## THE RECORDS
=== Section Start ===
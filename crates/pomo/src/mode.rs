//! Session modes and presets
//!
//! A mode decides how a session is labelled on screen and what the desktop
//! notification says when it ends. Presets pre-answer the startup questions.

/// Category of a session
#[derive(Debug, Clone, Copy, PartialEq, Eq, Hash)]
pub enum Mode {
    Work,
    ShortBreak,
    LongBreak,
}

/// Display strings for a mode
#[derive(Debug, Clone, Copy, PartialEq, Eq)]
pub struct ModeLabel {
    pub title: &'static str,
    pub icon: &'static str,
    /// Printed under the final progress line
    pub done_message: &'static str,
    pub notification_title: &'static str,
    pub notification_message: &'static str,
}

const WORK: ModeLabel = ModeLabel {
    title: "Work",
    icon: "💪",
    done_message: "✅ Done! Time to take a short break. 😌",
    notification_title: "Pomodoro Finished! ✅",
    notification_message: "Take a short break, buddy ☕🧘",
};

const SHORT_BREAK: ModeLabel = ModeLabel {
    title: "Break",
    icon: "☕",
    done_message: "🔁 Break finished! Ready to focus again? 💼",
    notification_title: "Break Finished! 🔔",
    notification_message: "Time to get back to work, let's go! 💼",
};

const LONG_BREAK: ModeLabel = ModeLabel {
    title: "Long Break",
    icon: "🛌",
    done_message: "🎉 Long break over! Let's get energized! 🚀",
    notification_title: "Break Finished! 🔔",
    notification_message: "Time to get back to work, let's go! 💼",
};

impl Mode {
    pub fn label(&self) -> &'static ModeLabel {
        match self {
            Mode::Work => &WORK,
            Mode::ShortBreak => &SHORT_BREAK,
            Mode::LongBreak => &LONG_BREAK,
        }
    }

    pub fn as_str(&self) -> &'static str {
        match self {
            Mode::Work => "work",
            Mode::ShortBreak => "short_break",
            Mode::LongBreak => "long_break",
        }
    }
}

/// Named duration presets
#[derive(Debug, Clone, Copy, PartialEq, Eq, clap::ValueEnum)]
pub enum Preset {
    /// Pomodoro: 25 min focus, 5 min break, 15 min long break
    Pomodoro,
    /// Deep: 90 min focus, 20 min break, 30 min long break
    Deep,
    /// Quick: 15 min focus, 3 min break, 10 min long break
    Quick,
}

impl Preset {
    pub fn work_minutes(&self) -> f64 {
        match self {
            Preset::Pomodoro => 25.0,
            Preset::Deep => 90.0,
            Preset::Quick => 15.0,
        }
    }

    pub fn short_break_minutes(&self) -> f64 {
        match self {
            Preset::Pomodoro => 5.0,
            Preset::Deep => 20.0,
            Preset::Quick => 3.0,
        }
    }

    pub fn long_break_minutes(&self) -> f64 {
        match self {
            Preset::Pomodoro => 15.0,
            Preset::Deep => 30.0,
            Preset::Quick => 10.0,
        }
    }
}

#[cfg(test)]
mod tests {
    use super::*;
    use crate::intake::Question;

    #[test]
    fn test_labels() {
        assert_eq!(Mode::Work.label().title, "Work");
        assert_eq!(Mode::ShortBreak.label().title, "Break");
        assert_eq!(Mode::LongBreak.label().title, "Long Break");
        assert_eq!(Mode::Work.label().notification_title, "Pomodoro Finished! ✅");
        assert_eq!(
            Mode::ShortBreak.label().notification_title,
            Mode::LongBreak.label().notification_title
        );
    }

    #[test]
    fn test_presets_are_within_bounds() {
        for preset in [Preset::Pomodoro, Preset::Deep, Preset::Quick] {
            assert!(Question::WORK.accepts(preset.work_minutes()));
            assert!(Question::SHORT_BREAK.accepts(preset.short_break_minutes()));
            assert!(Question::LONG_BREAK.accepts(preset.long_break_minutes()));
        }
    }
}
=== Section End ===
## INSTRUCTIONS FOR THE TASK
All lines with the string "derive" must be copied from the data.

## TASK RESPONSE
#[derive(Debug, Clone, Copy, PartialEq, Eq, Hash)]
#[derive(Debug, Clone, Copy, PartialEq, Eq)]
#[derive(Debug, Clone, Copy, PartialEq, Eq, clap::ValueEnum)]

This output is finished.